Magento s’adapte donc très bien à un site dont le budget va de 15 à 100 000 €, pour un CA réalisé en ligne de 300 K€ à 5 ou 10 M€. Après, des difficultés d’exploitations liées aux frameworks PHP (notamment les accès concourant au back office) vont se faire sentir à plein, tout comme le besoin de puissance et la limite en nombre de SKU (articles en base de données) qui reste cependant très élevée (~15 Millions). Attention, Magento va passer en version 2 en fin d’année, il est donc recommandé d’attendre si vous envisager votre projet pour le T3 ou T4 car le framework 2.0 ne sera pas rétro compatible.
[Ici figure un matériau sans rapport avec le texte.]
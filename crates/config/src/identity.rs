//! Persisted machine identity.
//!
//! A stable, opaque identifier stored at `~/.wardline/id/machine.json`.
//! First run derives one from coarse host facts (hostname + OS) hashed with
//! SHA-256, falling back to a random UUID when no host facts are available.
//! Corrupt identity files are regenerated.

use serde::{Deserialize, Serialize};
use sha2::{Digest, Sha256};
use std::path::{Path, PathBuf};
use tracing::debug;

/// A persisted machine identity.
#[derive(Debug, Clone, Serialize, Deserialize)]
pub struct MachineIdentity {
    /// Opaque stable identifier (hex digest or UUID).
    pub machine_id: String,
}

impl MachineIdentity {
    /// Default location: `~/.wardline/id/machine.json`.
    pub fn default_path() -> PathBuf {
        crate::PlatformConfig::config_dir()
            .join("id")
            .join("machine.json")
    }

    /// Load the identity from disk, generating and persisting one when the
    /// file is missing or corrupt.
    pub fn load_or_create(path: &Path) -> Self {
        if let Ok(content) = std::fs::read_to_string(path) {
            match serde_json::from_str::<Self>(&content) {
                Ok(identity) if !identity.machine_id.is_empty() => return identity,
                _ => debug!(path = %path.display(), "Corrupt identity file, regenerating"),
            }
        }

        let identity = Self::generate();
        identity.save(path);
        identity
    }

    /// Derive an identifier from coarse host facts, or a random UUID when
    /// none are available.
    pub fn generate() -> Self {
        let hostname = std::env::var("HOSTNAME")
            .or_else(|_| std::env::var("COMPUTERNAME"))
            .ok();

        let machine_id = match hostname {
            Some(host) if !host.is_empty() => derive_id(&host),
            _ => uuid::Uuid::new_v4().to_string(),
        };

        Self { machine_id }
    }

    /// Persist to disk, best-effort.
    pub fn save(&self, path: &Path) {
        if let Some(parent) = path.parent() {
            if std::fs::create_dir_all(parent).is_err() {
                return;
            }
        }
        if let Ok(json) = serde_json::to_string(self) {
            if let Err(e) = std::fs::write(path, json) {
                debug!(path = %path.display(), error = %e, "Identity save failed");
            }
        }
    }
}

fn derive_id(host: &str) -> String {
    let mut hasher = Sha256::new();
    hasher.update(host.as_bytes());
    hasher.update(std::env::consts::OS.as_bytes());
    hasher.update(std::env::consts::ARCH.as_bytes());
    hex::encode(hasher.finalize())
}
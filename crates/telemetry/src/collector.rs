//! Buffered metric collection.
//!
//! The collector sits between record producers (the guardian and the
//! execution guard) and the relay. It stamps every record with the machine
//! identifier, buffers up to a combined threshold, and flushes into the
//! relay's category buffers. Error-kind records and high-priority records
//! flush immediately.

use async_trait::async_trait;
use std::collections::HashMap;
use std::sync::atomic::{AtomicU64, Ordering};
use std::sync::{Arc, Mutex};
use tracing::trace;
use wardline_core::record::{MetricKind, MetricRecord};
use wardline_core::sink::{MetricSink, Priority};

use crate::relay::{SyncTrigger, TelemetryRelay};

/// Buffering metric sink backed by the telemetry relay.
pub struct MetricsCollector {
    buffer_size: usize,
    machine_id: String,
    relay: Arc<TelemetryRelay>,
    buffer: Mutex<Vec<MetricRecord>>,
    /// Cumulative error-kind records seen, for health checks.
    errors_recorded: AtomicU64,
}

impl MetricsCollector {
    pub fn new(buffer_size: usize, machine_id: impl Into<String>, relay: Arc<TelemetryRelay>) -> Self {
        Self {
            buffer_size,
            machine_id: machine_id.into(),
            relay,
            buffer: Mutex::new(Vec::new()),
            errors_recorded: AtomicU64::new(0),
        }
    }

    /// Per-kind counts of records currently buffered.
    pub fn summary(&self) -> HashMap<MetricKind, usize> {
        let buffer = self.buffer.lock().unwrap();
        let mut counts = HashMap::new();
        for record in buffer.iter() {
            *counts.entry(record.kind()).or_insert(0) += 1;
        }
        counts
    }

    /// Total error-kind records ever recorded through this collector.
    pub fn errors_recorded(&self) -> u64 {
        self.errors_recorded.load(Ordering::Relaxed)
    }

    /// Drain the buffer into the relay's category buffers.
    pub fn flush(&self) {
        let drained: Vec<MetricRecord> = {
            let mut buffer = self.buffer.lock().unwrap();
            std::mem::take(&mut *buffer)
        };
        if drained.is_empty() {
            return;
        }
        trace!(count = drained.len(), "Flushing collector buffer to relay");
        for record in drained {
            self.relay.queue(record);
        }
    }
}

#[async_trait]
impl MetricSink for MetricsCollector {
    async fn record(&self, mut record: MetricRecord, priority: Priority) {
        record.set_machine_id(&self.machine_id);
        let kind = record.kind();
        if kind == MetricKind::Error {
            self.errors_recorded.fetch_add(1, Ordering::Relaxed);
        }

        let should_flush = {
            let mut buffer = self.buffer.lock().unwrap();
            buffer.push(record);
            buffer.len() >= self.buffer_size
                || priority == Priority::High
                || kind == MetricKind::Error
        };

        if should_flush {
            self.flush();
            if priority == Priority::High {
                // High-priority records ask the relay to ship right away.
                // Runs on a spawned task so the recording caller is never
                // held up by the network.
                self.relay.request_dispatch(SyncTrigger::HighPriority);
            }
        }
    }
}
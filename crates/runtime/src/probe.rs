//! Default environment probe.
//!
//! Backed by the persisted machine identity plus a deliberately coarse host
//! snapshot: OS family, hostname if the environment exposes one, and the
//! crate version. Nothing finer-grained ever leaves the machine.

use std::path::Path;
use wardline_config::MachineIdentity;
use wardline_core::sink::{EnvironmentProbe, EnvironmentSnapshot};

/// Probe backed by the persisted machine identity.
#[derive(Debug, Clone)]
pub struct HostProbe {
    identity: MachineIdentity,
}

impl HostProbe {
    /// Load (or create) the identity at the default location.
    pub fn new() -> Self {
        Self::with_identity_path(&MachineIdentity::default_path())
    }

    /// Load (or create) the identity at a specific path.
    pub fn with_identity_path(path: &Path) -> Self {
        Self {
            identity: MachineIdentity::load_or_create(path),
        }
    }
}

impl Default for HostProbe {
    fn default() -> Self {
        Self::new()
    }
}

impl EnvironmentProbe for HostProbe {
    fn machine_id(&self) -> String {
        self.identity.machine_id.clone()
    }

    fn snapshot(&self) -> EnvironmentSnapshot {
        EnvironmentSnapshot {
            machine_id: self.identity.machine_id.clone(),
            os: std::env::consts::OS.to_string(),
            hostname: std::env::var("HOSTNAME")
                .or_else(|_| std::env::var("COMPUTERNAME"))
                .ok()
                .filter(|h| !h.is_empty()),
            app_version: Some(env!("CARGO_PKG_VERSION").to_string()),
        }
    }
}

#[cfg(test)]
mod tests {
    use super::*;

    #[test]
    fn probe_identity_is_stable() {
        let dir = tempfile::tempdir().unwrap();
        let path = dir.path().join("machine.json");
        let first = HostProbe::with_identity_path(&path);
        let second = HostProbe::with_identity_path(&path);
        assert_eq!(first.machine_id(), second.machine_id());
    }

    #[test]
    fn snapshot_carries_version_and_os() {
        let dir = tempfile::tempdir().unwrap();
        let probe = HostProbe::with_identity_path(&dir.path().join("machine.json"));
        let snapshot = probe.snapshot();
        assert_eq!(snapshot.os, std::env::consts::OS);
        assert_eq!(snapshot.app_version.as_deref(), Some(env!("CARGO_PKG_VERSION")));
    }
}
En dessous de 10 000 € de budget, vous allez probablement tomber sur une société qui offshore son développement, ce qui se passe en général mal, il vaut mieux aller sur un Framework où les développements sont moins onéreux comme Prestashop.
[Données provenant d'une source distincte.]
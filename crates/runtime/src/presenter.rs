//! Default content presentation.
//!
//! Hosts with a real UI supply their own [`ContentPresenter`]; the default
//! surfaces context through structured log lines so guarded applications
//! still see why the guard intervened.

use tracing::info;
use wardline_core::sink::{ContentContext, ContentPresenter};

/// Presenter that emits a log line per context.
#[derive(Debug, Default, Clone)]
pub struct LogPresenter;

impl ContentPresenter for LogPresenter {
    fn present(&self, context: ContentContext) {
        match context {
            ContentContext::Loop => info!(
                context = %context,
                "Repeated calls detected; consider batching requests or adding a delay"
            ),
            ContentContext::RateLimit => info!(
                context = %context,
                "Rate limit reached; the operation will retry with backoff"
            ),
            ContentContext::Startup => info!(context = %context, "Wardline initialized"),
        }
    }
}
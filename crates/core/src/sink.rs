//! The trait seams between the quota side and the telemetry side.
//!
//! The limiter crate never depends on the telemetry crate: it records
//! through [`MetricSink`], presents through [`ContentPresenter`], and reads
//! identity through [`EnvironmentProbe`]. The runtime crate wires the real
//! implementations together.

use crate::record::MetricRecord;
use async_trait::async_trait;
use serde::{Deserialize, Serialize};

/// How urgently a record must reach the relay.
#[derive(Debug, Clone, Copy, PartialEq, Eq, Default)]
pub enum Priority {
    /// Buffered until a flush trigger fires.
    #[default]
    Normal,
    /// Flushed immediately after recording.
    High,
}

/// Receives metric records from producers (guardian, guard, host app).
#[async_trait]
pub trait MetricSink: Send + Sync {
    /// Record a metric. Must never fail the caller: telemetry is
    /// best-effort by contract.
    async fn record(&self, record: MetricRecord, priority: Priority);
}

/// A sink that discards everything. Useful for tests and for hosts that
/// opt out of telemetry.
#[derive(Debug, Default, Clone)]
pub struct NullSink;

#[async_trait]
impl MetricSink for NullSink {
    async fn record(&self, _record: MetricRecord, _priority: Priority) {}
}

// ── Content presentation ──────────────────────────────────────────────────

/// Why content is being presented.
#[derive(Debug, Clone, Copy, PartialEq, Eq)]
pub enum ContentContext {
    /// A call burst crossed the trigger threshold.
    Loop,
    /// A quota check rejected the caller.
    RateLimit,
    /// Library initialization.
    Startup,
}

impl std::fmt::Display for ContentContext {
    fn fmt(&self, f: &mut std::fmt::Formatter<'_>) -> std::fmt::Result {
        match self {
            Self::Loop => write!(f, "loop"),
            Self::RateLimit => write!(f, "rate_limit"),
            Self::Startup => write!(f, "startup"),
        }
    }
}

/// Presents contextual content to the user. Internals are the host's
/// business; the guard only supplies the context tag. Implementations must
/// never panic — presentation failures may not affect the guarded call.
pub trait ContentPresenter: Send + Sync {
    fn present(&self, context: ContentContext);
}

/// Presenter that does nothing.
#[derive(Debug, Default, Clone)]
pub struct NullPresenter;

impl ContentPresenter for NullPresenter {
    fn present(&self, _context: ContentContext) {}
}

// ── Environment probe ─────────────────────────────────────────────────────

/// A coarse description of the host environment, attached to payload
/// metadata (never to individual records).
#[derive(Debug, Clone, Serialize, Deserialize)]
pub struct EnvironmentSnapshot {
    /// Opaque machine identifier.
    pub machine_id: String,
    /// Operating system family.
    pub os: String,
    /// Hostname, if known.
    #[serde(default, skip_serializing_if = "Option::is_none")]
    pub hostname: Option<String>,
    /// Host application / SDK version string.
    #[serde(default, skip_serializing_if = "Option::is_none")]
    pub app_version: Option<String>,
}

/// Supplies machine identity and environment details.
pub trait EnvironmentProbe: Send + Sync {
    /// Stable opaque identifier for this machine.
    fn machine_id(&self) -> String;

    /// Coarse environment snapshot for payload metadata.
    fn snapshot(&self) -> EnvironmentSnapshot;
}

/// Fixed-identity probe for tests.
#[derive(Debug, Clone)]
pub struct StaticProbe {
    pub id: String,
}

impl StaticProbe {
    pub fn new(id: impl Into<String>) -> Self {
        Self { id: id.into() }
    }
}

impl EnvironmentProbe for StaticProbe {
    fn machine_id(&self) -> String {
        self.id.clone()
    }

    fn snapshot(&self) -> EnvironmentSnapshot {
        EnvironmentSnapshot {
            machine_id: self.id.clone(),
            os: std::env::consts::OS.to_string(),
            hostname: None,
            app_version: None,
        }
    }
}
Malgré la volonté de l’éditeur d’enmener son logiciel sur le Tiers 3, notamment avec la version 2 de Magento, de nombreux soucis structurels risquent de limiter cette volonté.

4 Comments

  1. Pingback: Ecommerce Squad : le Ecommerce, coté technique – XCommerce

  2. Mais comment atteignez-vous des sommes pareilles sans même inclure le budget marketing??
    Excusez mon inexpérience mais pourriez-vous donner le détail d’un devis magento à 50 000€ svp.
    Car pour les non initiés c’est difficile à comprendre vu que magento est gratuit et très complet (enfin je croyais).
    Merci

    • En fait, nous ne sommes pas nous mêmes des intégrateurs, il nous est donc impossible de vous fournir un devis. Ceci étant, nous travaillons avec ~35 agences et beaucoup de projets sont effectivement assez couteux. Le montant de 50 K€ n’est pas précisé de mémoire dans l’article, nous parlons de 10 / 40 /150 K€ pour les montants bas / moyens et haut. Vous pouvez donc tout à fait réaliser un projet à 10 voir 6 K€.
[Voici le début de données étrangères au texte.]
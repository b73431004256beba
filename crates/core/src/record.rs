//! Metric record model — the tagged union of everything the collector
//! buffers and the relay transmits.
//!
//! Records are created the moment an operation completes or a quota check
//! fires, owned by the collector until flushed, and serialized as
//! snake_case-tagged JSON on the wire.

use chrono::{DateTime, Utc};
use serde::{Deserialize, Serialize};

// ── Kinds ─────────────────────────────────────────────────────────────────

/// The kind of a metric record.
#[derive(Debug, Clone, Copy, PartialEq, Eq, Hash, Serialize, Deserialize)]
#[serde(rename_all = "snake_case")]
pub enum MetricKind {
    /// A guarded operation finished (successfully or not).
    FunctionCall,
    /// A quota check occurred.
    RateLimit,
    /// An outbound API request was made by the host application.
    ApiRequest,
    /// An error was recorded (always flushed immediately).
    Error,
    /// A call burst was detected and content was (or could be) presented.
    ContentOpportunity,
}

impl std::fmt::Display for MetricKind {
    fn fmt(&self, f: &mut std::fmt::Formatter<'_>) -> std::fmt::Result {
        match self {
            Self::FunctionCall => write!(f, "function_call"),
            Self::RateLimit => write!(f, "rate_limit"),
            Self::ApiRequest => write!(f, "api_request"),
            Self::Error => write!(f, "error"),
            Self::ContentOpportunity => write!(f, "content_opportunity"),
        }
    }
}

/// Which sliding window a quota figure refers to.
#[derive(Debug, Clone, Copy, PartialEq, Eq, Serialize, Deserialize)]
#[serde(rename_all = "snake_case")]
pub enum LimitWindow {
    /// The 60-second window.
    Minute,
    /// The 3600-second window.
    Hour,
}

impl LimitWindow {
    /// Window length in seconds.
    pub fn length_secs(&self) -> f64 {
        match self {
            Self::Minute => 60.0,
            Self::Hour => 3600.0,
        }
    }
}

impl std::fmt::Display for LimitWindow {
    fn fmt(&self, f: &mut std::fmt::Formatter<'_>) -> std::fmt::Result {
        match self {
            Self::Minute => write!(f, "minute"),
            Self::Hour => write!(f, "hour"),
        }
    }
}

// ── Records ───────────────────────────────────────────────────────────────

/// A guarded operation completed.
#[derive(Debug, Clone, Serialize, Deserialize)]
pub struct FunctionCallRecord {
    /// Operation identifier (the guarded function's name).
    pub function: String,
    /// Resource class the operation draws from.
    pub resource_type: String,
    /// Wall-clock execution time in seconds.
    pub execution_time_secs: f64,
    /// Whether the wrapped operation succeeded.
    pub success: bool,
    /// Error text when it did not.
    #[serde(default, skip_serializing_if = "Option::is_none")]
    pub error: Option<String>,
    /// Whether a call burst was active at invocation time.
    pub in_loop: bool,
    /// Calls inside the burst-detection window at invocation time.
    pub loop_depth: usize,
    /// Whether this invocation triggered a content presentation.
    pub content_triggered: bool,
    /// Quota retries consumed before the operation ran (None if none).
    #[serde(default, skip_serializing_if = "Option::is_none")]
    pub retry_count: Option<u32>,
    /// When the record was created.
    pub timestamp: DateTime<Utc>,
    /// Machine identity reference (filled by the collector).
    #[serde(default, skip_serializing_if = "Option::is_none")]
    pub machine_id: Option<String>,
}

/// A quota check occurred.
#[derive(Debug, Clone, Serialize, Deserialize)]
pub struct RateLimitRecord {
    /// Resource class that was checked.
    pub resource_type: String,
    /// Which window the reported figures refer to.
    pub window: LimitWindow,
    /// That window's capacity.
    pub limit_value: u32,
    /// Requests counted in that window.
    pub current_usage: u32,
    /// Whether the check rejected the request.
    pub is_exceeded: bool,
    /// current_usage as a percentage of limit_value.
    pub usage_percentage: f64,
    /// When the record was created.
    pub timestamp: DateTime<Utc>,
    #[serde(default, skip_serializing_if = "Option::is_none")]
    pub machine_id: Option<String>,
}

/// An outbound API request made by the host application.
#[derive(Debug, Clone, Serialize, Deserialize)]
pub struct ApiRequestRecord {
    /// Endpoint path or URL.
    pub endpoint: String,
    /// Logical source (data provider, module).
    pub source: String,
    /// HTTP method.
    pub method: String,
    /// Response status code.
    pub status_code: u16,
    /// Round-trip time in seconds.
    pub execution_time_secs: f64,
    /// Request body size in bytes.
    pub request_size: u64,
    /// Response body size in bytes.
    pub response_size: u64,
    /// When the record was created.
    pub timestamp: DateTime<Utc>,
    #[serde(default, skip_serializing_if = "Option::is_none")]
    pub machine_id: Option<String>,
}

/// An error worth reporting immediately.
#[derive(Debug, Clone, Serialize, Deserialize)]
pub struct ErrorRecord {
    /// Operation the error occurred in.
    pub function: String,
    /// Error message.
    pub message: String,
    /// Where in the pipeline it happened (e.g. "resource_verification").
    pub context: String,
    /// Resource class involved, if any.
    #[serde(default, skip_serializing_if = "Option::is_none")]
    pub resource_type: Option<String>,
    /// Retry attempt number when the error fired.
    pub retry_attempt: u32,
    /// When the record was created.
    pub timestamp: DateTime<Utc>,
    #[serde(default, skip_serializing_if = "Option::is_none")]
    pub machine_id: Option<String>,
}

/// A call burst crossed the content-trigger threshold.
#[derive(Debug, Clone, Serialize, Deserialize)]
pub struct ContentOpportunityRecord {
    /// Operation identifier.
    pub function: String,
    /// Resource class.
    pub resource_type: String,
    /// Calls per second inside the detection window.
    pub call_frequency: f64,
    /// Consecutive loop detections before the trigger.
    pub consecutive_loops: u32,
    /// When the record was created.
    pub timestamp: DateTime<Utc>,
    #[serde(default, skip_serializing_if = "Option::is_none")]
    pub machine_id: Option<String>,
}

// ── The union ─────────────────────────────────────────────────────────────

/// A metric record awaiting transmission.
#[derive(Debug, Clone, Serialize, Deserialize)]
#[serde(tag = "type", rename_all = "snake_case")]
pub enum MetricRecord {
    FunctionCall(FunctionCallRecord),
    RateLimit(RateLimitRecord),
    ApiRequest(ApiRequestRecord),
    Error(ErrorRecord),
    ContentOpportunity(ContentOpportunityRecord),
}

impl MetricRecord {
    /// The record's kind tag.
    pub fn kind(&self) -> MetricKind {
        match self {
            Self::FunctionCall(_) => MetricKind::FunctionCall,
            Self::RateLimit(_) => MetricKind::RateLimit,
            Self::ApiRequest(_) => MetricKind::ApiRequest,
            Self::Error(_) => MetricKind::Error,
            Self::ContentOpportunity(_) => MetricKind::ContentOpportunity,
        }
    }

    /// When the record was created.
    pub fn timestamp(&self) -> DateTime<Utc> {
        match self {
            Self::FunctionCall(r) => r.timestamp,
            Self::RateLimit(r) => r.timestamp,
            Self::ApiRequest(r) => r.timestamp,
            Self::Error(r) => r.timestamp,
            Self::ContentOpportunity(r) => r.timestamp,
        }
    }

    /// Replace any embedded identity with a machine-id reference only.
    ///
    /// Privacy-minimizing: records never carry a full environment snapshot,
    /// just the opaque machine identifier.
    pub fn set_machine_id(&mut self, machine_id: &str) {
        let slot = match self {
            Self::FunctionCall(r) => &mut r.machine_id,
            Self::RateLimit(r) => &mut r.machine_id,
            Self::ApiRequest(r) => &mut r.machine_id,
            Self::Error(r) => &mut r.machine_id,
            Self::ContentOpportunity(r) => &mut r.machine_id,
        };
        *slot = Some(machine_id.to_string());
    }

    /// Coerce an arbitrary message into a single-field function record.
    ///
    /// Mirrors the relay contract: non-structured input is still accepted
    /// and lands in the function-call category.
    pub fn from_message(message: impl Into<String>) -> Self {
        Self::FunctionCall(FunctionCallRecord {
            function: message.into(),
            resource_type: "default".into(),
            execution_time_secs: 0.0,
            success: true,
            error: None,
            in_loop: false,
            loop_depth: 0,
            content_triggered: false,
            retry_count: None,
            timestamp: Utc::now(),
            machine_id: None,
        })
    }
}

#[cfg(test)]
mod tests {
    use super::*;

    #[test]
    fn record_serializes_with_type_tag() {
        let record = MetricRecord::RateLimit(RateLimitRecord {
            resource_type: "market_data".into(),
            window: LimitWindow::Minute,
            limit_value: 60,
            current_usage: 61,
            is_exceeded: true,
            usage_percentage: 101.7,
            timestamp: Utc::now(),
            machine_id: None,
        });
        let json = serde_json::to_string(&record).unwrap();
        assert!(json.contains("\"type\":\"rate_limit\""));
        assert!(json.contains("\"window\":\"minute\""));
        assert!(!json.contains("machine_id"));
    }

    #[test]
    fn set_machine_id_fills_reference() {
        let mut record = MetricRecord::from_message("hello");
        record.set_machine_id("abc123");
        match record {
            MetricRecord::FunctionCall(r) => assert_eq!(r.machine_id.as_deref(), Some("abc123")),
            _ => panic!("expected function call record"),
        }
    }

    #[test]
    fn coerced_message_is_function_kind() {
        let record = MetricRecord::from_message("plain message");
        assert_eq!(record.kind(), MetricKind::FunctionCall);
    }

    #[test]
    fn window_lengths() {
        assert_eq!(LimitWindow::Minute.length_secs(), 60.0);
        assert_eq!(LimitWindow::Hour.length_secs(), 3600.0);
    }
}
      Pourquoi certain dépenses plus alors ? Car Magento, aussi puissant soit il, nécessite de la customisation lorsque l’on souhaite avoir un site “sur mesures”. Et là, c’est plus complexe car le framework lui même est complexe. Donc entre la forte demande, la technicité élevée du produit et les intégrations complexe, le tarif jour/homme des spécialistes s’envole. Sur certains framework, mettre un bloc à droite prends 1 j/h, sous Magento, cela peut en prendre 3. Non que le framework soit mal fait, mais il est plus complet, plus complexe et plus stricte que beaucoup.

      Ensuite, Magento attire des marques, des enseignes et donc des sites générant pas mal de CA, qui ont un besoin d’intégration et de spécialisation plus élevé que sous Prestashop ou Oxid par exemple. Cela fait donc monter le tarif du devis moyen. Beaucoup de clients ne demandent pas que la stricte intégration mais des services connexes (imports, interfaçage avec le SI, etc.)

      Se dire que Magento est un produit low cost, facile à intégrer qui fait déjà tout tout seul et qu’avec quelques centaines d’euros (ou quelques heures de travail) on fera le reste est dangereux, ce n’est pas le positionnement du produit, ni son but d’ailleurs.